• _WHAT IS BEING ASKED_: Every line in the data below from the one containing "to list input" down to the one containing "read an entry", both included, must be retyped exactly; no other line is to appear.

**** PROVIDED DATA ****

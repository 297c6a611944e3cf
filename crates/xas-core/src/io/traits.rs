use crate::domain::{XasError, XasResult};
use crate::header::Header;
use crate::spectrum::Xas;
use ndarray::Array2;
use std::fs;
use std::path::Path;

/// One file's worth of data: a (points, channels) array and its flat header.
#[derive(Debug, Clone, PartialEq)]
pub struct RawSpectrum {
    pub data: Array2<f64>,
    pub header: Header,
}

impl RawSpectrum {
    pub fn new(data: Array2<f64>, header: Header) -> XasResult<Self> {
        let cols = header.channelinfo.cols.len();
        if cols != data.ncols() {
            return Err(XasError::input_validation(
                "INPUT.CHANNEL_COUNT",
                format!(
                    "header lists {} channels but data has {} columns",
                    cols,
                    data.ncols()
                ),
            ));
        }
        Ok(Self { data, header })
    }

    pub fn into_xas(self) -> XasResult<Xas> {
        Xas::from_data_header(self.data, self.header)
    }
}

pub trait SpectrumReader {
    fn parse(&self, source: &str) -> XasResult<RawSpectrum>;
}

pub trait SpectrumWriter {
    fn render(&self, raw: &RawSpectrum) -> XasResult<String>;
}

pub trait SpectrumFileReader {
    fn read_path(&self, path: &Path) -> XasResult<RawSpectrum>;
}

pub trait SpectrumFileWriter {
    fn write_path(&self, raw: &RawSpectrum, path: &Path) -> XasResult<()>;
}

impl<T> SpectrumFileReader for T
where
    T: SpectrumReader,
{
    fn read_path(&self, path: &Path) -> XasResult<RawSpectrum> {
        if !path.is_file() {
            return Err(XasError::io_system(
                "IO.MISSING_FILE",
                format!("input file '{}' does not exist", path.display()),
            ));
        }
        let source = fs::read_to_string(path).map_err(|source| {
            XasError::io_system(
                "IO.READ_FAILED",
                format!("failed to read '{}': {}", path.display(), source),
            )
        })?;
        self.parse(&source)
    }
}

impl<T> SpectrumFileWriter for T
where
    T: SpectrumWriter,
{
    fn write_path(&self, raw: &RawSpectrum, path: &Path) -> XasResult<()> {
        let rendered = self.render(raw)?;
        if let Some(parent) = path.parent().filter(|parent| !parent.as_os_str().is_empty()) {
            fs::create_dir_all(parent).map_err(|source| {
                XasError::io_system(
                    "IO.OUTPUT_DIRECTORY",
                    format!(
                        "failed to create output directory '{}': {}",
                        parent.display(),
                        source
                    ),
                )
            })?;
        }
        fs::write(path, rendered).map_err(|source| {
            XasError::io_system(
                "IO.WRITE_FAILED",
                format!("failed to write '{}': {}", path.display(), source),
            )
        })
    }
}
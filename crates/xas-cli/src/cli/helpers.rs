use super::CliError;
use anyhow::Context;
use globset::{Glob, GlobMatcher};
use serde::Serialize;
use std::fs;
use std::path::{Path, PathBuf};
use tracing::debug;
use tracing_subscriber::EnvFilter;
use xas_core::XasError;
use xas_core::common::config::{ProcessingConfig, ProcessingConfigError, load_processing_config};

pub(super) const DEFAULT_INPUT_PATTERN: &str = "*.{dat,yaml}";

/// Log to stderr; `RUST_LOG` wins over the `-v` count.
pub(super) fn init_tracing(verbosity: u8) {
    let fallback = match verbosity {
        0 => "warn",
        1 => "info",
        _ => "debug",
    };
    let filter = EnvFilter::try_from_default_env().unwrap_or_else(|_| EnvFilter::new(fallback));
    let _ = tracing_subscriber::fmt()
        .with_env_filter(filter)
        .with_writer(std::io::stderr)
        .with_target(false)
        .try_init();
}

pub(super) fn load_config(path: Option<&Path>) -> Result<ProcessingConfig, CliError> {
    let Some(path) = path else {
        return Ok(ProcessingConfig::default());
    };
    load_processing_config(path).map_err(|error| {
        let mapped = match &error {
            ProcessingConfigError::Read { .. } => {
                XasError::io_system("IO.CONFIG_READ", error.to_string())
            }
            ProcessingConfigError::Parse { .. } => {
                XasError::input_validation("INPUT.CONFIG_PARSE", error.to_string())
            }
        };
        CliError::Compute(mapped)
    })
}

/// Files are taken as given; directories contribute their matching entries
/// in name order.
pub(super) fn resolve_inputs(inputs: &[PathBuf], pattern: &str) -> Result<Vec<PathBuf>, CliError> {
    let matcher = input_matcher(pattern)?;
    let mut resolved = Vec::new();

    for input in inputs {
        if input.is_dir() {
            let mut matched = directory_matches(input, &matcher)?;
            debug!(
                directory = %input.display(),
                files = matched.len(),
                "expanded input directory"
            );
            resolved.append(&mut matched);
        } else {
            resolved.push(input.clone());
        }
    }

    if resolved.is_empty() {
        return Err(CliError::Compute(XasError::input_validation(
            "INPUT.NO_FILES",
            format!("no input files matched pattern '{pattern}'"),
        )));
    }
    Ok(resolved)
}

fn input_matcher(pattern: &str) -> Result<GlobMatcher, CliError> {
    Glob::new(pattern)
        .map(|glob| glob.compile_matcher())
        .map_err(|error| CliError::Usage(format!("invalid input pattern '{pattern}': {error}")))
}

fn directory_matches(directory: &Path, matcher: &GlobMatcher) -> Result<Vec<PathBuf>, CliError> {
    let entries = fs::read_dir(directory)
        .with_context(|| format!("failed to list input directory '{}'", directory.display()))?;

    let mut matched = Vec::new();
    for entry in entries {
        let path = entry
            .with_context(|| format!("failed to read an entry of '{}'", directory.display()))?
            .path();
        let name_matches = path
            .file_name()
            .is_some_and(|name| matcher.is_match(Path::new(name)));
        if path.is_file() && name_matches {
            matched.push(path);
        }
    }
    matched.sort();
    Ok(matched)
}

pub(super) fn print_json<T: Serialize>(value: &T) -> Result<(), CliError> {
    let rendered =
        serde_json::to_string_pretty(value).context("failed to serialize command output")?;
    println!("{rendered}");
    Ok(())
}
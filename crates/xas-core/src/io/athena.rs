//! Export-only commented text for Athena: the SSRL header with every line
//! prefixed by `# `, the column names on a single line, then the data rows.

use super::ssrl::{LegacyHeaderLines, single_line};
use super::text::write_rows;
use super::traits::{RawSpectrum, SpectrumWriter};
use crate::domain::XasResult;

const SEPARATOR_WIDTH: usize = 79;

#[derive(Debug, Clone, Default, PartialEq, Eq)]
pub struct AthenaWriter {
    pub c1: String,
    pub c2: String,
}

impl SpectrumWriter for AthenaWriter {
    fn render(&self, raw: &RawSpectrum) -> XasResult<String> {
        let lines = LegacyHeaderLines::from_raw(raw);
        let header = [
            lines.banner,
            lines.date,
            lines.points,
            lines.sample,
            lines.command,
            lines.slits,
            lines.manipulator,
            lines.scan,
            single_line(&self.c1),
            single_line(&self.c2),
            "Weights:".to_string(),
            lines.weights,
            "Offsets:".to_string(),
            lines.offsets,
            "ROIS:".to_string(),
            String::new(),
            "-".repeat(SEPARATOR_WIDTH),
            raw.header.channelinfo.cols.join(" "),
        ];

        let mut out = String::new();
        for line in header {
            out.push_str("# ");
            out.push_str(&line);
            out.push('\n');
        }
        write_rows(&mut out, raw.data.view());
        Ok(out)
    }
}
use serde_json::Value;
use std::collections::BTreeMap;

/// Sample and acquisition context shared by every scan in a container.
#[derive(Debug, Clone, PartialEq, Default)]
pub struct ScanMetadata {
    pub motor: Option<String>,
    pub sample: Option<String>,
    pub date: Option<String>,
    pub command: Option<String>,
    pub loadid: Option<String>,
    /// Scan-info keys without a dedicated field.
    pub scaninfo_extra: BTreeMap<String, Value>,
    /// Instrument positions at acquisition time.
    pub motors: BTreeMap<String, f64>,
}

impl ScanMetadata {
    /// Compares the named scan-info fields only.
    pub fn scalars_eq(&self, other: &Self) -> bool {
        self.motor == other.motor
            && self.sample == other.sample
            && self.date == other.date
            && self.command == other.command
            && self.loadid == other.loadid
    }
}
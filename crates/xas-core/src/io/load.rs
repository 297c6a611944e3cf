use super::ssrl::SsrlCodec;
use super::traits::{RawSpectrum, SpectrumFileReader};
use super::yaml::YamlCodec;
use crate::domain::{ChannelMismatchPolicy, XasError, XasResult};
use crate::spectrum::Xas;
use std::path::Path;
use tracing::debug;

/// Readable on-disk layouts, chosen by file extension.
#[derive(Debug, Clone, Copy, PartialEq, Eq)]
pub enum InputFormat {
    Yaml,
    Ssrl,
}

impl InputFormat {
    pub fn from_path(path: &Path) -> XasResult<Self> {
        match path.extension().and_then(|extension| extension.to_str()) {
            Some("yaml") => Ok(Self::Yaml),
            Some("dat") => Ok(Self::Ssrl),
            other => Err(XasError::input_validation(
                "INPUT.FILE_EXTENSION",
                format!(
                    "'{}' has unsupported extension {:?}; expected .yaml or .dat",
                    path.display(),
                    other.unwrap_or("")
                ),
            )),
        }
    }
}

pub fn read_raw(path: impl AsRef<Path>) -> XasResult<RawSpectrum> {
    let path = path.as_ref();
    match InputFormat::from_path(path)? {
        InputFormat::Yaml => YamlCodec.read_path(path),
        InputFormat::Ssrl => SsrlCodec::default().read_path(path),
    }
}

pub fn load_one(path: impl AsRef<Path>) -> XasResult<Xas> {
    let path = path.as_ref();
    let xas = read_raw(path)?.into_xas()?;
    debug!(
        path = %path.display(),
        points = xas.n_points(),
        channels = xas.n_channels(),
        "loaded spectrum"
    );
    Ok(xas)
}

pub fn load_many<P: AsRef<Path>>(paths: &[P]) -> XasResult<Vec<Xas>> {
    paths.iter().map(load_one).collect()
}

/// Loads every file and accumulates them in the given order.
pub fn load_combined<P: AsRef<Path>>(
    paths: &[P],
    policy: ChannelMismatchPolicy,
) -> XasResult<Xas> {
    if paths.is_empty() {
        return Err(XasError::input_validation(
            "INPUT.NO_FILES",
            "no input files were given",
        ));
    }
    let spectra = load_many(paths)?;
    let parts: Vec<&Xas> = spectra.iter().collect();
    Xas::combine(&parts, policy)
}

/// One path loads as is; several are combined with strict accumulation.
pub fn load<P: AsRef<Path>>(paths: &[P]) -> XasResult<Xas> {
    match paths {
        [single] => load_one(single),
        _ => load_combined(paths, ChannelMismatchPolicy::Reject),
    }
}
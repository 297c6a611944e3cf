//! Projects a container onto one `(array, header)` pair and writes it through a codec.

use crate::common::config::ExportConfig;
use crate::common::constants::{DEFAULT_SSRL_NAME_FORMAT, DEFAULT_YAML_NAME_FORMAT, MONO_CHANNEL};
use crate::domain::{ScanId, XasError, XasResult};
use crate::io::{
    AthenaWriter, RawSpectrum, SpectrumFileWriter, SsrlCodec, YamlCodec, next_available_path,
    render_name,
};
use crate::spectrum::{DataQuery, Xas};
use ndarray::{Array2, Axis, s};
use serde::{Deserialize, Serialize};
use std::fmt::{Display, Formatter};
use std::path::{Path, PathBuf};
use std::str::FromStr;
use tracing::info;

const MONO_CORRECTED_COMMENT: &str = "Mono corrected";

#[derive(Debug, Clone, Copy, PartialEq, Eq, Default, Serialize, Deserialize)]
#[serde(rename_all = "lowercase")]
pub enum ExportFormat {
    #[default]
    Yaml,
    Ssrl,
    Athena,
}

impl ExportFormat {
    pub const fn as_str(self) -> &'static str {
        match self {
            Self::Yaml => "yaml",
            Self::Ssrl => "ssrl",
            Self::Athena => "athena",
        }
    }

    pub const fn default_name_format(self) -> &'static str {
        match self {
            Self::Yaml => DEFAULT_YAML_NAME_FORMAT,
            Self::Ssrl | Self::Athena => DEFAULT_SSRL_NAME_FORMAT,
        }
    }
}

impl Display for ExportFormat {
    fn fmt(&self, f: &mut Formatter<'_>) -> std::fmt::Result {
        f.write_str(self.as_str())
    }
}

impl FromStr for ExportFormat {
    type Err = XasError;

    fn from_str(text: &str) -> XasResult<Self> {
        match text.trim().to_ascii_lowercase().as_str() {
            "yaml" => Ok(Self::Yaml),
            "ssrl" => Ok(Self::Ssrl),
            "athena" => Ok(Self::Athena),
            other => Err(XasError::input_validation(
                "INPUT.EXPORT_FORMAT",
                format!("unknown export format '{other}'; expected yaml, ssrl or athena"),
            )),
        }
    }
}

#[derive(Debug, Clone, Default, PartialEq)]
pub struct ExportOptions {
    /// Flux channel the detector channels are divided by.
    pub norm: Option<String>,
    pub offset_mono: bool,
    pub exclude: Vec<ScanId>,
    pub name_format: Option<String>,
    /// Pick `name_N.ext` instead of overwriting an existing file.
    pub increment: bool,
}

impl From<&ExportConfig> for ExportOptions {
    fn from(config: &ExportConfig) -> Self {
        Self {
            norm: config.norm.clone(),
            offset_mono: config.offset_mono,
            exclude: Vec::new(),
            name_format: config.name_format.clone(),
            increment: config.increment,
        }
    }
}

/// (points, channels) array averaged over the included scans, with detector
/// channels flux-normalized and mono-corrected as requested. The flux channel
/// itself keeps its raw values.
pub fn export_data(xas: &Xas, options: &ExportOptions) -> XasResult<Array2<f64>> {
    let exclude = options.exclude.as_slice();
    if let Some(norm) = &options.norm {
        xas.channel_index(norm)?;
    }

    let mut data = xas.get_cols(xas.channels(), exclude)?;
    let targets: Vec<String> = xas
        .detectors()
        .into_iter()
        .filter(|name| options.norm.as_ref() != Some(name))
        .collect();

    if !targets.is_empty() {
        let query = DataQuery::default()
            .divisor(options.norm.iter().cloned())
            .offset_mono(options.offset_mono)
            .individual(true)
            .exclude(exclude);
        let (_, processed) = xas.individual_data(&targets, &query)?;
        for (column, name) in targets.iter().enumerate() {
            let channel = xas.channel_index(name)?;
            data.slice_mut(s![.., channel, ..])
                .assign(&processed.slice(s![.., column, ..]));
        }
    }

    data.mean_axis(Axis(2)).ok_or_else(|| {
        XasError::input_validation("INPUT.NO_SCANS", "every scan is excluded; nothing to export")
    })
}

/// Export array plus a header whose weights and offsets average the included scans.
pub fn data_and_header(xas: &Xas, options: &ExportOptions) -> XasResult<RawSpectrum> {
    let data = export_data(xas, options)?;
    let mut header = xas.header_for(&options.exclude);
    if options.offset_mono {
        header.channelinfo.offsets.remove(MONO_CHANNEL);
    }
    RawSpectrum::new(data, header)
}

/// Writes the export of `xas` into `folder` and returns the written path.
pub fn export_xas(
    xas: &Xas,
    folder: impl AsRef<Path>,
    format: ExportFormat,
    options: &ExportOptions,
) -> XasResult<PathBuf> {
    let raw = data_and_header(xas, options)?;
    let name_format = options
        .name_format
        .as_deref()
        .unwrap_or(format.default_name_format());
    let name = render_name(name_format, &raw.header.scaninfo)?;

    let mut path = folder.as_ref().join(name);
    if options.increment {
        path = next_available_path(&path);
    }

    let comment = if options.offset_mono {
        MONO_CORRECTED_COMMENT
    } else {
        ""
    };
    match format {
        ExportFormat::Yaml => YamlCodec.write_path(&raw, &path)?,
        ExportFormat::Ssrl => SsrlCodec::with_comments(comment, "").write_path(&raw, &path)?,
        ExportFormat::Athena => AthenaWriter {
            c1: comment.to_string(),
            c2: String::new(),
        }
        .write_path(&raw, &path)?,
    }

    info!(
        path = %path.display(),
        format = %format,
        scans = xas.included_scans(&options.exclude).len(),
        "exported spectrum"
    );
    Ok(path)
}

#[cfg(test)]
mod tests {
    use super::{ExportFormat, ExportOptions, data_and_header, export_data, export_xas};
    use crate::header::ScanField;
    use crate::spectrum::{ScanMetadata, Xas, XasParts};
    use ndarray::{Array2, Array3};
    use std::fs;
    use tempfile::TempDir;

    /// Channels MONO / I0 / IF over two scans of four points.
    fn spectrum() -> Xas {
        let mut data = Array3::zeros((4, 3, 2));
        for point in 0..4 {
            for scan in 0..2 {
                data[[point, 0, scan]] = 280.0 + point as f64;
                data[[point, 1, scan]] = 2.0 * (scan + 1) as f64;
                data[[point, 2, scan]] = 8.0 * (point + 1) as f64;
            }
        }
        let mut offsets = Array2::from_elem((3, 2), f64::NAN);
        offsets[[0, 0]] = 0.25;
        Xas::new(XasParts {
            channels: vec!["MONO".into(), "I0".into(), "IF".into()],
            scans: vec![5, 2],
            data,
            offsets: Some(offsets),
            metadata: ScanMetadata {
                sample: Some("graphite".into()),
                ..ScanMetadata::default()
            },
            ..XasParts::default()
        })
        .expect("spectrum")
    }

    #[test]
    fn flux_normalization_divides_detectors_only() {
        let options = ExportOptions {
            norm: Some("I0".into()),
            ..ExportOptions::default()
        };
        let data = export_data(&spectrum(), &options).expect("export");
        assert_eq!(data.dim(), (4, 3));
        // IF/I0 is 8(p+1)/2 and 8(p+1)/4, averaged
        assert_eq!(data[[0, 2]], 3.0);
        assert_eq!(data[[3, 2]], 12.0);
        assert_eq!(data[[0, 1]], 3.0);
        assert_eq!(data[[2, 0]], 282.0);
    }

    #[test]
    fn exclusion_and_missing_divisor() {
        let options = ExportOptions {
            norm: Some("I0".into()),
            exclude: vec![2],
            ..ExportOptions::default()
        };
        let data = export_data(&spectrum(), &options).expect("export");
        assert_eq!(data[[0, 2]], 4.0);

        let options = ExportOptions {
            norm: Some("I1".into()),
            ..ExportOptions::default()
        };
        let error = export_data(&spectrum(), &options).expect_err("missing divisor");
        assert_eq!(error.placeholder(), "LOOKUP.CHANNEL");

        let options = ExportOptions {
            exclude: vec![2, 5],
            ..ExportOptions::default()
        };
        let error = export_data(&spectrum(), &options).expect_err("nothing left");
        assert_eq!(error.placeholder(), "INPUT.NO_SCANS");
    }

    #[test]
    fn header_lists_sorted_scans_and_drops_applied_mono_offset() {
        let plain = data_and_header(&spectrum(), &ExportOptions::default()).expect("raw");
        assert_eq!(plain.header.scaninfo.scan, Some(ScanField::Many(vec![2, 5])));
        assert_eq!(plain.header.channelinfo.offsets.get("MONO"), Some(&0.25));

        let corrected = ExportOptions {
            offset_mono: true,
            ..ExportOptions::default()
        };
        let raw = data_and_header(&spectrum(), &corrected).expect("raw");
        assert!(raw.header.channelinfo.offsets.is_empty());
    }

    #[test]
    fn export_xas_names_and_increments_files() {
        let temp = TempDir::new().expect("tempdir should be created");
        let options = ExportOptions {
            exclude: vec![2],
            increment: true,
            ..ExportOptions::default()
        };
        let first = export_xas(&spectrum(), temp.path(), ExportFormat::Ssrl, &options)
            .expect("first export");
        assert_eq!(first, temp.path().join("graphite_5.dat"));
        let second = export_xas(&spectrum(), temp.path(), ExportFormat::Ssrl, &options)
            .expect("second export");
        assert_eq!(second, temp.path().join("graphite_5_1.dat"));

        let yaml = export_xas(&spectrum(), temp.path(), ExportFormat::Yaml, &options)
            .expect("yaml export");
        assert_eq!(yaml, temp.path().join("graphite_5.yaml"));
        let text = fs::read_to_string(&yaml).expect("yaml should be readable");
        assert!(text.contains("graphite"));
    }

    #[test]
    fn format_names_parse() {
        assert_eq!("Athena".parse::<ExportFormat>().expect("athena"), ExportFormat::Athena);
        assert_eq!(ExportFormat::default(), ExportFormat::Yaml);
        assert_eq!(ExportFormat::Yaml.default_name_format(), "{sample}_{scan}.yaml");
        let error = "csv".parse::<ExportFormat>().expect_err("csv");
        assert_eq!(error.placeholder(), "INPUT.EXPORT_FORMAT");
    }
}
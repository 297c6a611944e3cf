use super::{LabelIndex, Xas};
use crate::domain::{ChannelMismatchPolicy, ChannelRole, XasError, XasResult};
use ndarray::{Array2, Array3, Axis, concatenate, s};
use std::ops::Add;
use tracing::debug;

impl Xas {
    /// Appends the scans of `other` after those of `self` into a new container.
    ///
    /// Metadata come from `self`. Scan ids are concatenated as given, so an id
    /// may repeat. `None` yields an independent copy of `self`.
    pub fn accumulate(&self, other: Option<&Xas>, policy: ChannelMismatchPolicy) -> XasResult<Xas> {
        match other {
            Some(other) => Xas::combine(&[self, other], policy),
            None => Ok(self.clone()),
        }
    }

    /// Left fold of [`Xas::accumulate`] over `spectra`, built with a single
    /// concatenation per array.
    pub fn combine(spectra: &[&Xas], policy: ChannelMismatchPolicy) -> XasResult<Xas> {
        let Some((first, rest)) = spectra.split_first() else {
            return Err(XasError::input_validation(
                "INPUT.NO_SCANS",
                "no spectra were given to combine",
            ));
        };

        let mut channels = first.channels.clone();
        for other in rest {
            if first.kind != other.kind {
                return Err(XasError::type_mismatch(
                    "TYPE.MEASUREMENT_KIND",
                    format!("cannot add {} data to {} data", other.kind, first.kind),
                ));
            }
            if first.n_points() != other.n_points() {
                return Err(XasError::input_validation(
                    "INPUT.POINT_COUNT",
                    format!(
                        "cannot add scans with {} points to scans with {} points",
                        other.n_points(),
                        first.n_points()
                    ),
                ));
            }
            if channels != other.channels {
                match policy {
                    ChannelMismatchPolicy::Reject => {
                        return Err(XasError::input_validation(
                            "INPUT.CHANNEL_MISMATCH",
                            format!(
                                "channel lists differ: [{}] vs [{}]",
                                channels.labels().join(", "),
                                other.channels().join(", ")
                            ),
                        ));
                    }
                    ChannelMismatchPolicy::FillNan => channels = channels.union(&other.channels),
                }
            }
        }

        let aligned: Vec<_> = spectra
            .iter()
            .map(|spectrum| spectrum.aligned_to(&channels))
            .collect();
        let data_views: Vec<_> = aligned.iter().map(|(data, _, _)| data.view()).collect();
        let weight_views: Vec<_> = aligned.iter().map(|(_, weights, _)| weights.view()).collect();
        let offset_views: Vec<_> = aligned.iter().map(|(_, _, offsets)| offsets.view()).collect();

        let data = concatenate(Axis(2), &data_views).map_err(concatenate_error)?;
        let weights = concatenate(Axis(1), &weight_views).map_err(concatenate_error)?;
        let offsets = concatenate(Axis(1), &offset_views).map_err(concatenate_error)?;

        let channel_roles = channels
            .iter()
            .map(|name| {
                spectra
                    .iter()
                    .find_map(|spectrum| spectrum.role_of(name))
                    .unwrap_or_else(|| ChannelRole::infer(name))
            })
            .collect();
        let scans = rest
            .iter()
            .fold(first.scans.clone(), |scans, other| scans.concat(&other.scans));

        debug!(
            spectra = spectra.len(),
            scans = scans.len(),
            channels = channels.len(),
            "accumulated scans"
        );

        Ok(Xas {
            kind: first.kind,
            scans,
            channels,
            data,
            weights,
            offsets,
            channel_roles,
            metadata: first.metadata.clone(),
        })
    }

    /// In-place form of [`Xas::accumulate`]. On error `self` is left as it was.
    pub fn accumulate_in_place(
        &mut self,
        other: Option<&Xas>,
        policy: ChannelMismatchPolicy,
    ) -> XasResult<&mut Self> {
        if other.is_some() {
            *self = self.accumulate(other, policy)?;
        }
        Ok(self)
    }

    /// Data and metadata laid out on `channels`; channels this container
    /// lacks become NaN columns.
    fn aligned_to(&self, channels: &LabelIndex<String>) -> (Array3<f64>, Array2<f64>, Array2<f64>) {
        if *channels == self.channels {
            return (self.data.clone(), self.weights.clone(), self.offsets.clone());
        }

        let n_scans = self.n_scans();
        let mut data = Array3::from_elem((self.n_points(), channels.len(), n_scans), f64::NAN);
        let mut weights = Array2::from_elem((channels.len(), n_scans), f64::NAN);
        let mut offsets = Array2::from_elem((channels.len(), n_scans), f64::NAN);
        for (target, name) in channels.iter().enumerate() {
            if let Some(source) = self.channels.position(name.as_str()) {
                data.slice_mut(s![.., target, ..])
                    .assign(&self.data.slice(s![.., source, ..]));
                weights.row_mut(target).assign(&self.weights.row(source));
                offsets.row_mut(target).assign(&self.offsets.row(source));
            }
        }
        (data, weights, offsets)
    }
}

fn concatenate_error(error: ndarray::ShapeError) -> XasError {
    XasError::computation("RUN.CONCATENATE", error.to_string())
}

impl Add<&Xas> for &Xas {
    type Output = XasResult<Xas>;

    /// Strict accumulation: channel lists must match exactly.
    fn add(self, rhs: &Xas) -> Self::Output {
        self.accumulate(Some(rhs), ChannelMismatchPolicy::Reject)
    }
}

****

• _EXERCISE RESPONSE_:
        .with_context(|| format!("failed to list input directory '{}'", directory.display()))?;

    let mut matched = Vec::new();
    for entry in entries {
        let path = entry
            .with_context(|| format!("failed to read an entry of '{}'", directory.display()))?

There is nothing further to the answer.